Liczba ofiar śmiertelnych w północnym Pakistanie, dotkniętym „niezwykle” intensywnym monsunem , rośnie z godziny na godzinę, jak podają władze. Według najnowszego raportu, opublikowanego w sobotę 16 sierpnia przez Urząd Zarządzania Kryzysowego, w ciągu 48 godzin zginęło ponad 320 osób, a ratownicy wciąż próbują odnaleźć zakopane ciała.
W ciągu ostatnich dwóch dni najtragiczniejsze ulewne deszcze wystąpiły w różnych rejonach górzystej północnej prowincji Chajber Pasztunchwa, w której odnotowano 307 ofiar śmiertelnych – poinformował Urząd Zarządzania Kryzysowego.
W tej prowincji graniczącej z Afganistanem, wciąż nawiedzanej przez intensywne opady deszczu, zmobilizowano ponad 2000 ratowników, którzy próbują odnaleźć ocalałych lub wydobyć ciała zakopane pod gruzami, powiedział w sobotę rzecznik prowincjonalnej służby ratunkowej Bilal Ahmed Faizi w rozmowie z Agence France-Presse.

„Ulewne deszcze, osuwiska i zablokowane drogi utrudniają dojazd karetek pogotowia, a ratownicy muszą poruszać się pieszo” – dodał. Ratownicy „próbują ewakuować ocalałych, ale bardzo niewielu jest gotowych odejść, ponieważ stracili bliskich, którzy wciąż są uwięzieni pod gruzami” – kontynuował Faizi.
Infrastruktura pod znakiem zapytaniaDziewięć innych osób zginęło w pakistańskim Kaszmirze, a pięć w regionie turystycznym Gilgit-Baltistan, położonym na dalekiej północy kraju, który latem cieszy się szczególną popularnością wśród miłośników gór z całego świata, ale któremu władze obecnie zalecają unikanie.
W piątek rozbił się helikopter ratunkowy, zabijając pięć kolejnych osób.
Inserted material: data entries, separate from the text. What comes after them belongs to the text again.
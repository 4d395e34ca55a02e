use std::fmt;

use thiserror::Error;

pub const DEFAULT_API_URL: &str = "https://li.quest/v1";

#[derive(Debug, Error, PartialEq, Eq)]
pub enum ConfigError {
    #[error("PRIVATE_KEY not found in environment")]
    MissingPrivateKey,
}

#[derive(Clone)]
pub struct BridgeConfig {
    pub api_url: String,
    pub api_key: Option<String>,
    // Presence-checked only. Nothing in this tool signs.
    #[allow(dead_code)]
    pub private_key: String,
}

impl fmt::Debug for BridgeConfig {
    fn fmt(&self, f: &mut fmt::Formatter<'_>) -> fmt::Result {
        f.debug_struct("BridgeConfig")
            .field("api_url", &self.api_url)
            .field("api_key", &self.api_key.as_ref().map(|_| "<redacted>"))
            .field("private_key", &"<redacted>")
            .finish()
    }
}

impl BridgeConfig {
    /// Reads the configuration from the process environment. Call
    /// `dotenv::dotenv()` beforehand to pick up a local `.env` file.
    pub fn from_env() -> Result<Self, ConfigError> {
        Self::from_lookup(|name| std::env::var(name).ok())
    }

    pub fn from_lookup<F>(lookup: F) -> Result<Self, ConfigError>
    where
        F: Fn(&str) -> Option<String>,
    {
        let non_empty = |name: &str| lookup(name).filter(|value| !value.trim().is_empty());

        let private_key = non_empty("PRIVATE_KEY").ok_or(ConfigError::MissingPrivateKey)?;
        let api_url = non_empty("LIFI_API_URL")
            .map(|url| url.trim_end_matches('/').to_string())
            .unwrap_or_else(|| DEFAULT_API_URL.to_string());
        let api_key = non_empty("LIFI_API_KEY");

        Ok(BridgeConfig {
            api_url,
            api_key,
            private_key,
        })
    }
}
Ulewne deszcze dotknęły również Kaszmir, administrowany przez Indie. W wiosce w Himalajach zginęło co najmniej 60 osób, a 80 nadal uznaje się za zaginione.

Większość ofiar została porwana przez gwałtowne powodzie; inni zginęli, gdy ich domy zawaliły się lub zostali porażeni prądem. „Ponad połowa ofiar zginęła z powodu złej jakości konstrukcji” – powiedział Syed Muhammad Tayyab Shah z Krajowego Urzędu Zarządzania Kryzysowego. W sumie od początku tego letniego monsunu zginęło 634 osoby, w tym około 100 dzieci, a 768 zostało rannych.